Un deserto con il nome di pace
TRIESTE – Qualcuno lo sta sottolineando, abbastanza forte e abbastanza chiaro: ma in tutta la campagna stampa – qualche volta sgangherata – che sta montando per la prossima scadenza del vertice della Port Authority triestina, chi l’ha detto che si debba trovare per forza un nome nuovo?
[hidepost]Più diretto ancora: davvero l’attuale presidente Marina Monassi non potrebbe essere nominata per il secondo mandato, o nelle more incaricata del commissariamento?

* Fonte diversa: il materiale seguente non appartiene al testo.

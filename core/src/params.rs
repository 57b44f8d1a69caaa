//! Query parameters and the table of documented defaults.
//!
//! # Design
//! `QueryParameters` is built fresh per call and iterates by name, so the
//! rendered query string is deterministic. `DefaultParameters` is read-only;
//! the query builder consults it only to drop parameters that would not
//! change the API's behavior.

use std::collections::BTreeMap;
use std::fmt;

use crate::types::BaseFilter;

/// A single parameter value: a scalar or a list of scalars.
#[derive(Debug, Clone, PartialEq, Eq)]
pub enum ParamValue {
    Int(i64),
    Text(String),
    Bool(bool),
    List(Vec<String>),
}

impl ParamValue {
    /// Wire form. Lists are joined with `;` in input order.
    pub fn render(&self) -> String {
        match self {
            ParamValue::Int(n) => n.to_string(),
            ParamValue::Text(s) => s.clone(),
            ParamValue::Bool(b) => b.to_string(),
            ParamValue::List(items) => items.join(";"),
        }
    }
}

impl fmt::Display for ParamValue {
    fn fmt(&self, f: &mut fmt::Formatter<'_>) -> fmt::Result {
        f.write_str(&self.render())
    }
}

macro_rules! int_param {
    ($($t:ty),*) => {
        $(impl From<$t> for ParamValue {
            fn from(n: $t) -> Self {
                ParamValue::Int(i64::from(n))
            }
        })*
    };
}

int_param!(i8, i16, i32, i64, u8, u16, u32);

impl From<&str> for ParamValue {
    fn from(s: &str) -> Self {
        ParamValue::Text(s.to_string())
    }
}

impl From<String> for ParamValue {
    fn from(s: String) -> Self {
        ParamValue::Text(s)
    }
}

impl From<bool> for ParamValue {
    fn from(b: bool) -> Self {
        ParamValue::Bool(b)
    }
}

impl From<BaseFilter> for ParamValue {
    fn from(base: BaseFilter) -> Self {
        ParamValue::Text(base.as_str().to_string())
    }
}

impl<T: ToString> From<Vec<T>> for ParamValue {
    fn from(items: Vec<T>) -> Self {
        ParamValue::List(items.iter().map(ToString::to_string).collect())
    }
}

impl<T: ToString> From<&[T]> for ParamValue {
    fn from(items: &[T]) -> Self {
        ParamValue::List(items.iter().map(ToString::to_string).collect())
    }
}

impl<T: ToString, const N: usize> From<[T; N]> for ParamValue {
    fn from(items: [T; N]) -> Self {
        ParamValue::List(items.iter().map(ToString::to_string).collect())
    }
}

/// Named parameters for one request.
#[derive(Debug, Clone, Default, PartialEq, Eq)]
pub struct QueryParameters {
    values: BTreeMap<String, ParamValue>,
}

impl QueryParameters {
    pub fn new() -> Self {
        Self::default()
    }

    /// Builder-style insert.
    pub fn with(mut self, name: &str, value: impl Into<ParamValue>) -> Self {
        self.insert(name, value);
        self
    }

    /// Insert or replace a parameter, returning the previous value.
    pub fn insert(&mut self, name: &str, value: impl Into<ParamValue>) -> Option<ParamValue> {
        self.values.insert(name.to_string(), value.into())
    }

    pub fn get(&self, name: &str) -> Option<&ParamValue> {
        self.values.get(name)
    }

    pub fn contains(&self, name: &str) -> bool {
        self.values.contains_key(name)
    }

    pub fn remove(&mut self, name: &str) -> Option<ParamValue> {
        self.values.remove(name)
    }

    pub fn len(&self) -> usize {
        self.values.len()
    }

    pub fn is_empty(&self) -> bool {
        self.values.is_empty()
    }

    pub fn iter(&self) -> impl Iterator<Item = (&str, &ParamValue)> {
        self.values.iter().map(|(k, v)| (k.as_str(), v))
    }
}

impl<K: AsRef<str>, V: Into<ParamValue>> FromIterator<(K, V)> for QueryParameters {
    fn from_iter<I: IntoIterator<Item = (K, V)>>(iter: I) -> Self {
        let mut params = QueryParameters::new();
        for (k, v) in iter {
            params.insert(k.as_ref(), v);
        }
        params
    }
}

pub const DEFAULT_PAGE: i64 = 1;
pub const DEFAULT_PAGESIZE: i64 = 30;
pub const DEFAULT_FROMDATE: i64 = 0;
pub const DEFAULT_TODATE: i64 = i64::MAX;
pub const DEFAULT_ORDER: &str = "desc";
pub const DEFAULT_SORT: &str = "activity";
pub const DEFAULT_MIN: i64 = i64::MIN;
pub const DEFAULT_MAX: i64 = i64::MAX;

/// Documented API defaults. A parameter equal to its default is omitted
/// from the query string.
#[derive(Debug, Clone, PartialEq, Eq)]
pub struct DefaultParameters {
    values: BTreeMap<&'static str, ParamValue>,
}

impl DefaultParameters {
    pub fn standard() -> Self {
        let values = BTreeMap::from([
            ("page", ParamValue::Int(DEFAULT_PAGE)),
            ("pagesize", ParamValue::Int(DEFAULT_PAGESIZE)),
            ("fromdate", ParamValue::Int(DEFAULT_FROMDATE)),
            ("todate", ParamValue::Int(DEFAULT_TODATE)),
            ("order", ParamValue::Text(DEFAULT_ORDER.to_string())),
            ("sort", ParamValue::Text(DEFAULT_SORT.to_string())),
            ("min", ParamValue::Int(DEFAULT_MIN)),
            ("max", ParamValue::Int(DEFAULT_MAX)),
            ("tagged", ParamValue::List(Vec::new())),
            ("include", ParamValue::List(Vec::new())),
            ("exclude", ParamValue::List(Vec::new())),
            ("unsafe", ParamValue::Bool(false)),
            ("base", ParamValue::Text(BaseFilter::Default.as_str().to_string())),
        ]);
        Self { values }
    }

    /// An empty table; nothing is ever omitted.
    pub fn none() -> Self {
        Self {
            values: BTreeMap::new(),
        }
    }

    pub fn get(&self, name: &str) -> Option<&ParamValue> {
        self.values.get(name)
    }

    /// True only for an exact match: same variant, same value.
    pub fn is_default(&self, name: &str, value: &ParamValue) -> bool {
        self.values.get(name) == Some(value)
    }
}

impl Default for DefaultParameters {
    fn default() -> Self {
        Self::standard()
    }
}
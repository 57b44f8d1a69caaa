//! HTTP transport types for the host-does-IO pattern.
//!
//! # Design
//! Requests and responses are plain data. The client builds `HttpRequest`
//! values and parses `HttpResponse` values without touching the network;
//! whoever executes the round trip (the bundled `UreqTransport` or the
//! host application) converts between these and real HTTP.

use std::fmt;
use std::str::FromStr;

use crate::error::ApiError;

/// HTTP method attached to a registered endpoint.
#[derive(Debug, Clone, Copy, PartialEq, Eq, Hash)]
pub enum HttpMethod {
    Get,
    Post,
}

impl HttpMethod {
    pub fn as_str(self) -> &'static str {
        match self {
            HttpMethod::Get => "GET",
            HttpMethod::Post => "POST",
        }
    }
}

impl fmt::Display for HttpMethod {
    fn fmt(&self, f: &mut fmt::Formatter<'_>) -> fmt::Result {
        f.write_str(self.as_str())
    }
}

impl FromStr for HttpMethod {
    type Err = ApiError;

    fn from_str(s: &str) -> Result<Self, Self::Err> {
        if s.eq_ignore_ascii_case("GET") {
            Ok(HttpMethod::Get)
        } else if s.eq_ignore_ascii_case("POST") {
            Ok(HttpMethod::Post)
        } else {
            Err(ApiError::UnknownMethod(s.to_string()))
        }
    }
}

/// An HTTP request described as plain data.
///
/// `url` is absolute: base API URL, resolved path and optional query string.
#[derive(Debug, Clone, PartialEq, Eq)]
pub struct HttpRequest {
    pub method: HttpMethod,
    pub url: String,
    pub headers: Vec<(String, String)>,
    pub body: Option<String>,
}

/// An HTTP response described as plain data.
#[derive(Debug, Clone)]
pub struct HttpResponse {
    pub status: u16,
    pub headers: Vec<(String, String)>,
    pub body: String,
}

impl HttpResponse {
    /// Response with the given status and body and no headers.
    pub fn new(status: u16, body: impl Into<String>) -> Self {
        Self {
            status,
            headers: Vec::new(),
            body: body.into(),
        }
    }
}
use tokio::net::TcpListener;
use tracing_subscriber::EnvFilter;

#[tokio::main]
async fn main() -> Result<(), std::io::Error> {
    tracing_subscriber::fmt()
        .with_env_filter(EnvFilter::try_from_default_env().unwrap_or_else(|_| EnvFilter::new("info")))
        .init();

    let port = std::env::var("PORT").unwrap_or_else(|_| "3000".to_string());
    let addr = format!("127.0.0.1:{port}");
    let listener = TcpListener::bind(&addr).await?;
    tracing::info!(%addr, "listening");
    mock_server::run(listener).await
}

Certo, nelle terne il suo nome non è (ancora) apparso. In compenso però sono stati proposti e subito bocciati altri candidati con un impressionante gioco alla rottamazione preventiva. Ricorda il famoso giudizio sulla “pacificazione” delle legioni romane: hanno fatto un deserto e l’hanno chiamato pace. Ovvero: prima distruggi tutto e tutti, in via prioritaria assoluta, poi si vedrà.
La verità vera è che sulla presidenza dell’Authority di Trieste, come anche su altre in scadenza ravvicinata, incombe l’incognita della riforma della legge 84/94. L’abbiamo scritto tante volte, ma giova ripeterlo: ad oggi tutte le varie versioni della riforma hanno forse un unico ma importante elemento in comune, l’eliminazione dello spesso inverecondo balletto della partitocrazia locale con le “terne” qualche volta assimilabili al mercato medioevale delle indulgenze ecclesiastiche. La stessa Debora Serracchiani (vedi in queste stesse colonne) ha ammesso che la politica deve fare un passo indietro dai porti: a meno che – sussurrano i maligni – la potente vicesegretario di Renzi e presidente della Regione Friuli-Venezia Giulia non intenda, come spesso fanno i politici, “fuori tutti salvo me”. Diceva il divo Andreotti che a pensar male si fa peccato: ma quasi sempre s’azzecca.